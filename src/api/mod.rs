//! Outbound REST API access.
//!
//! [`ApiClient`] owns request construction, credentials and status handling; the
//! endpoint groups below add one method per remote operation.

pub mod auth;
pub mod client;
pub mod destination;
pub mod guide;
pub mod tourist;
pub mod transport;
pub mod trip;
pub mod wishlist;

pub use client::ApiClient;
pub use transport::{HttpTransport, PlatformTransport};

/// Client type used by the application on the current platform
pub type PlatformClient = ApiClient<PlatformTransport>;
//! Destination browsing for tourists and adding destinations to the dream list.

use dioxus_logger::tracing;

use crate::{
    api::{ApiClient, HttpTransport},
    error::api::ApiError,
    model::{destination::DestinationDto, notice::Notice},
};

/// Narrowing of the catalog, a blank filter matches everything
#[derive(Clone, Debug, Default, PartialEq, Eq)]
pub struct CatalogFilter {
    pub kind: String,
    pub province: String,
    pub activity: String,
}

impl CatalogFilter {
    pub fn matches(&self, destination: &DestinationDto) -> bool {
        fn same(filter: &str, value: &str) -> bool {
            filter.is_empty() || filter.eq_ignore_ascii_case(value)
        }

        same(&self.kind, &destination.kind)
            && same(&self.province, &destination.province)
            && (self.activity.is_empty()
                || destination
                    .activities
                    .iter()
                    .any(|a| a.eq_ignore_ascii_case(&self.activity)))
    }
}

#[derive(Clone, Debug, PartialEq)]
pub struct DestinationCatalog {
    pub destinations: Vec<DestinationDto>,
    pub filter: CatalogFilter,
    pub loading: bool,
    pub failed: bool,
    /// Destination currently being added to the dream list
    adding: Option<i64>,
}

impl Default for DestinationCatalog {
    fn default() -> Self {
        Self {
            destinations: Vec::new(),
            filter: CatalogFilter::default(),
            loading: true,
            failed: false,
            adding: None,
        }
    }
}

impl DestinationCatalog {
    pub fn apply(&mut self, result: Result<Vec<DestinationDto>, ApiError>) -> Option<Notice> {
        self.loading = false;

        match result {
            Ok(destinations) => {
                self.destinations = destinations;
                self.failed = false;

                None
            }
            Err(e) => {
                tracing::error!("Failed to load destinations: {}", e);
                self.failed = true;

                Some(Notice::error("Destinations could not be loaded."))
            }
        }
    }

    /// Destinations passing the current filter, in API order
    pub fn visible(&self) -> Vec<&DestinationDto> {
        self.destinations
            .iter()
            .filter(|d| self.filter.matches(d))
            .collect()
    }

    pub fn is_adding(&self, destination_id: i64) -> bool {
        self.adding == Some(destination_id)
    }

    /// Mark an add as in flight, `false` while another add is being sent
    pub fn begin_add(&mut self, destination_id: i64) -> bool {
        if self.adding.is_some() {
            return false;
        }

        self.adding = Some(destination_id);
        true
    }

    pub fn finish_add(&mut self) {
        self.adding = None;
    }
}

/// Add a destination to the tourist's dream list and describe the outcome
pub async fn add_to_dream_list<T: HttpTransport>(
    api: &ApiClient<T>,
    tourist_id: i64,
    destination: &DestinationDto,
) -> Notice {
    match api.add_to_wishlist(tourist_id, destination.id).await {
        Ok(true) => {
            tracing::info!(tourist_id = %tourist_id, destination_id = %destination.id, "Added destination to dream list");

            Notice::success(format!("{} added to your Dream List!", destination.name))
        }
        Ok(false) => Notice::info(format!("{} is already in your Dream List", destination.name)),
        Err(e) => {
            tracing::warn!(destination_id = %destination.id, "Failed to update dream list: {}", e);

            Notice::error(format!("Failed to add {} to Dream List", destination.name))
        }
    }
}
use serde::{Deserialize, Serialize};

/// A tourist's dream list of destination ids
#[derive(Clone, Debug, PartialEq, Serialize, Deserialize)]
#[serde(rename_all = "camelCase")]
pub struct WishlistDto {
    pub id: i64,
    pub tourist_id: i64,
    #[serde(default)]
    pub destinations: Vec<i64>,
}

#[derive(Clone, Debug, Serialize)]
#[serde(rename_all = "camelCase")]
pub struct NewWishlistDto {
    pub tourist_id: i64,
    pub destinations: Vec<i64>,
}

/// The destination ids a tourist has picked for the trip being planned
#[derive(Clone, Debug, PartialEq, Serialize, Deserialize)]
#[serde(rename_all = "camelCase")]
pub struct SelectedDestinationsDto {
    pub id: i64,
    pub tourist_id: i64,
    #[serde(default)]
    pub selected_destinations: Vec<i64>,
}

#[derive(Clone, Debug, Serialize)]
#[serde(rename_all = "camelCase")]
pub struct NewSelectedDestinationsDto {
    pub tourist_id: i64,
    pub selected_destinations: Vec<i64>,
}
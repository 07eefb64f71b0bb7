use dioxus_logger::tracing;
use thiserror::Error;

use crate::model::notice::{IntoNotice, Notice};

/// Validation failures of the account and admin editing forms
#[derive(Error, Debug, Clone, PartialEq)]
pub enum FormError {
    #[error("Required field {0} is blank")]
    MissingField(&'static str),
    #[error("Field {field} must be {expected}")]
    InvalidField {
        field: &'static str,
        expected: &'static str,
    },
    #[error("Password confirmation does not match")]
    PasswordMismatch,
    #[error("The form is already being saved")]
    SaveInFlight,
}

impl IntoNotice for FormError {
    fn into_notice(self) -> Notice {
        tracing::debug!("{}", self);

        match self {
            Self::MissingField(field) => Notice::error(format!("{} is required.", field)),
            Self::InvalidField { field, expected } => {
                Notice::error(format!("{} must be {}.", field, expected))
            }
            Self::PasswordMismatch => Notice::error("Passwords do not match!"),
            Self::SaveInFlight => Notice::info("Your changes are already being saved."),
        }
    }
}
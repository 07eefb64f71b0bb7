use dioxus::prelude::*;
use dioxus_free_icons::icons::fa_solid_icons::FaCircleCheck;
use dioxus_free_icons::Icon;

use crate::client::router::Route;

#[component]
pub fn SuccessStep() -> Element {
    rsx!(
        div { class: "flex flex-col items-center gap-4 p-8",
            span { class: "text-green-600",
                Icon { width: 64, height: 64, icon: FaCircleCheck }
            }
            h2 { class: "text-2xl font-semibold", "Trip Request Sent" }
            p { class: "text-gray-500 text-center max-w-md",
                "Your tour guide will review the request shortly. You can follow its status on your trips page."
            }
            Link { to: Route::TouristTrips {}, class: "btn btn-primary",
                "View My Trips"
            }
        }
    )
}
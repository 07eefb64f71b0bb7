pub mod factory;
pub mod token;
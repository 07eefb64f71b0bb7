pub mod rating;

use crate::{
    api::{ApiClient, HttpTransport},
    error::api::ApiError,
    model::guide::TourGuideDto,
};

use self::rating::Reputation;

/// Load state of the tour guide directory
#[derive(Clone, Debug, Default, PartialEq)]
pub enum GuideDirectory {
    #[default]
    Loading,
    Loaded(Vec<TourGuideDto>),
    Failed(String),
}

impl GuideDirectory {
    pub async fn fetch<T: HttpTransport>(api: &ApiClient<T>) -> Result<Vec<TourGuideDto>, ApiError> {
        api.list_tour_guides().await
    }

    /// Record the outcome of a directory fetch
    pub fn apply(&mut self, result: &Result<Vec<TourGuideDto>, ApiError>) {
        *self = match result {
            Ok(guides) => Self::Loaded(guides.clone()),
            Err(e) => Self::Failed(e.to_string()),
        };
    }

    pub fn guides(&self) -> &[TourGuideDto] {
        match self {
            Self::Loaded(guides) => guides,
            _ => &[],
        }
    }

    pub fn find(&self, guide_id: i64) -> Option<&TourGuideDto> {
        self.guides().iter().find(|guide| guide.id == guide_id)
    }
}

pub fn reputation(guide: &TourGuideDto) -> Reputation {
    Reputation::new(guide.rating, guide.review_count)
}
◇ ◇ ◇ ◇ ◇
• [About this exercise]: Return the full material unchanged.

• [Solution to this exercise]:
filename src/api/mod.rs
//! Outbound REST API access.
//!
//! [`ApiClient`] owns request construction, credentials and status handling; the
//! endpoint groups below add one method per remote operation.

pub mod auth;
pub mod client;
pub mod destination;
pub mod guide;
pub mod tourist;
pub mod transport;
pub mod trip;
pub mod wishlist;

pub use client::ApiClient;
pub use transport::{HttpTransport, PlatformTransport};

/// Client type used by the application on the current platform
pub type PlatformClient = ApiClient<PlatformTransport>;
//! Destination browsing for tourists and adding destinations to the dream list.

use dioxus_logger::tracing;

use crate::{
    api::{ApiClient, HttpTransport},
    error::api::ApiError,
    model::{destination::DestinationDto, notice::Notice},
};

/// Narrowing of the catalog, a blank filter matches everything
#[derive(Clone, Debug, Default, PartialEq, Eq)]
pub struct CatalogFilter {
    pub kind: String,
    pub province: String,
    pub activity: String,
}

impl CatalogFilter {
    pub fn matches(&self, destination: &DestinationDto) -> bool {
        fn same(filter: &str, value: &str) -> bool {
            filter.is_empty() || filter.eq_ignore_ascii_case(value)
        }

        same(&self.kind, &destination.kind)
            && same(&self.province, &destination.province)
            && (self.activity.is_empty()
                || destination
                    .activities
                    .iter()
                    .any(|a| a.eq_ignore_ascii_case(&self.activity)))
    }
}

#[derive(Clone, Debug, PartialEq)]
pub struct DestinationCatalog {
    pub destinations: Vec<DestinationDto>,
    pub filter: CatalogFilter,
    pub loading: bool,
    pub failed: bool,
    /// Destination currently being added to the dream list
    adding: Option<i64>,
}

impl Default for DestinationCatalog {
    fn default() -> Self {
        Self {
            destinations: Vec::new(),
            filter: CatalogFilter::default(),
            loading: true,
            failed: false,
            adding: None,
        }
    }
}

impl DestinationCatalog {
    pub fn apply(&mut self, result: Result<Vec<DestinationDto>, ApiError>) -> Option<Notice> {
        self.loading = false;

        match result {
            Ok(destinations) => {
                self.destinations = destinations;
                self.failed = false;

                None
            }
            Err(e) => {
                tracing::error!("Failed to load destinations: {}", e);
                self.failed = true;

                Some(Notice::error("Destinations could not be loaded."))
            }
        }
    }

    /// Destinations passing the current filter, in API order
    pub fn visible(&self) -> Vec<&DestinationDto> {
        self.destinations
            .iter()
            .filter(|d| self.filter.matches(d))
            .collect()
    }

    pub fn is_adding(&self, destination_id: i64) -> bool {
        self.adding == Some(destination_id)
    }

    /// Mark an add as in flight, `false` while another add is being sent
    pub fn begin_add(&mut self, destination_id: i64) -> bool {
        if self.adding.is_some() {
            return false;
        }

        self.adding = Some(destination_id);
        true
    }

    pub fn finish_add(&mut self) {
        self.adding = None;
    }
}

/// Add a destination to the tourist's dream list and describe the outcome
pub async fn add_to_dream_list<T: HttpTransport>(
    api: &ApiClient<T>,
    tourist_id: i64,
    destination: &DestinationDto,
) -> Notice {
    match api.add_to_wishlist(tourist_id, destination.id).await {
        Ok(true) => {
            tracing::info!(tourist_id = %tourist_id, destination_id = %destination.id, "Added destination to dream list");

            Notice::success(format!("{} added to your Dream List!", destination.name))
        }
        Ok(false) => Notice::info(format!("{} is already in your Dream List", destination.name)),
        Err(e) => {
            tracing::warn!(destination_id = %destination.id, "Failed to update dream list: {}", e);

            Notice::error(format!("Failed to add {} to Dream List", destination.name))
        }
    }
}
use serde::{Deserialize, Serialize};

/// A tourist's dream list of destination ids
#[derive(Clone, Debug, PartialEq, Serialize, Deserialize)]
#[serde(rename_all = "camelCase")]
pub struct WishlistDto {
    pub id: i64,
    pub tourist_id: i64,
    #[serde(default)]
    pub destinations: Vec<i64>,
}

#[derive(Clone, Debug, Serialize)]
#[serde(rename_all = "camelCase")]
pub struct NewWishlistDto {
    pub tourist_id: i64,
    pub destinations: Vec<i64>,
}

/// The destination ids a tourist has picked for the trip being planned
#[derive(Clone, Debug, PartialEq, Serialize, Deserialize)]
#[serde(rename_all = "camelCase")]
pub struct SelectedDestinationsDto {
    pub id: i64,
    pub tourist_id: i64,
    #[serde(default)]
    pub selected_destinations: Vec<i64>,
}

#[derive(Clone, Debug, Serialize)]
#[serde(rename_all = "camelCase")]
pub struct NewSelectedDestinationsDto {
    pub tourist_id: i64,
    pub selected_destinations: Vec<i64>,
}
repository 07eefb64f71b0bb7
use dioxus_logger::tracing;
use thiserror::Error;

use crate::model::notice::{IntoNotice, Notice};

/// Validation failures of the account and admin editing forms
#[derive(Error, Debug, Clone, PartialEq)]
pub enum FormError {
    #[error("Required field {0} is blank")]
    MissingField(&'static str),
    #[error("Field {field} must be {expected}")]
    InvalidField {
        field: &'static str,
        expected: &'static str,
    },
    #[error("Password confirmation does not match")]
    PasswordMismatch,
    #[error("The form is already being saved")]
    SaveInFlight,
}

impl IntoNotice for FormError {
    fn into_notice(self) -> Notice {
        tracing::debug!("{}", self);

        match self {
            Self::MissingField(field) => Notice::error(format!("{} is required.", field)),
            Self::InvalidField { field, expected } => {
                Notice::error(format!("{} must be {}.", field, expected))
            }
            Self::PasswordMismatch => Notice::error("Passwords do not match!"),
            Self::SaveInFlight => Notice::info("Your changes are already being saved."),
        }
    }
}
repository 07eefb64f71b0bb7
use dioxus::prelude::*;
use dioxus_free_icons::icons::fa_solid_icons::FaCircleCheck;
use dioxus_free_icons::Icon;

use crate::client::router::Route;

#[component]
pub fn SuccessStep() -> Element {
    rsx!(
        div { class: "flex flex-col items-center gap-4 p-8",
            span { class: "text-green-600",
                Icon { width: 64, height: 64, icon: FaCircleCheck }
            }
            h2 { class: "text-2xl font-semibold", "Trip Request Sent" }
            p { class: "text-gray-500 text-center max-w-md",
                "Your tour guide will review the request shortly. You can follow its status on your trips page."
            }
            Link { to: Route::TouristTrips {}, class: "btn btn-primary",
                "View My Trips"
            }
        }
    )
}
repository 07eefb64f71b0bb7
pub mod factory;
pub mod token;
repository 07eefb64f71b0bb7
pub mod rating;

use crate::{
    api::{ApiClient, HttpTransport},
    error::api::ApiError,
    model::guide::TourGuideDto,
};

use self::rating::Reputation;

/// Load state of the tour guide directory
#[derive(Clone, Debug, Default, PartialEq)]
pub enum GuideDirectory {
    #[default]
    Loading,
    Loaded(Vec<TourGuideDto>),
    Failed(String),
}

impl GuideDirectory {
    pub async fn fetch<T: HttpTransport>(api: &ApiClient<T>) -> Result<Vec<TourGuideDto>, ApiError> {
        api.list_tour_guides().await
    }

    /// Record the outcome of a directory fetch
    pub fn apply(&mut self, result: &Result<Vec<TourGuideDto>, ApiError>) {
        *self = match result {
            Ok(guides) => Self::Loaded(guides.clone()),
            Err(e) => Self::Failed(e.to_string()),
        };
    }

    pub fn guides(&self) -> &[TourGuideDto] {
        match self {
            Self::Loaded(guides) => guides,
            _ => &[],
        }
    }

    pub fn find(&self, guide_id: i64) -> Option<&TourGuideDto> {
        self.guides().iter().find(|guide| guide.id == guide_id)
    }
}

pub fn reputation(guide: &TourGuideDto) -> Reputation {
    Reputation::new(guide.rating, guide.review_count)
}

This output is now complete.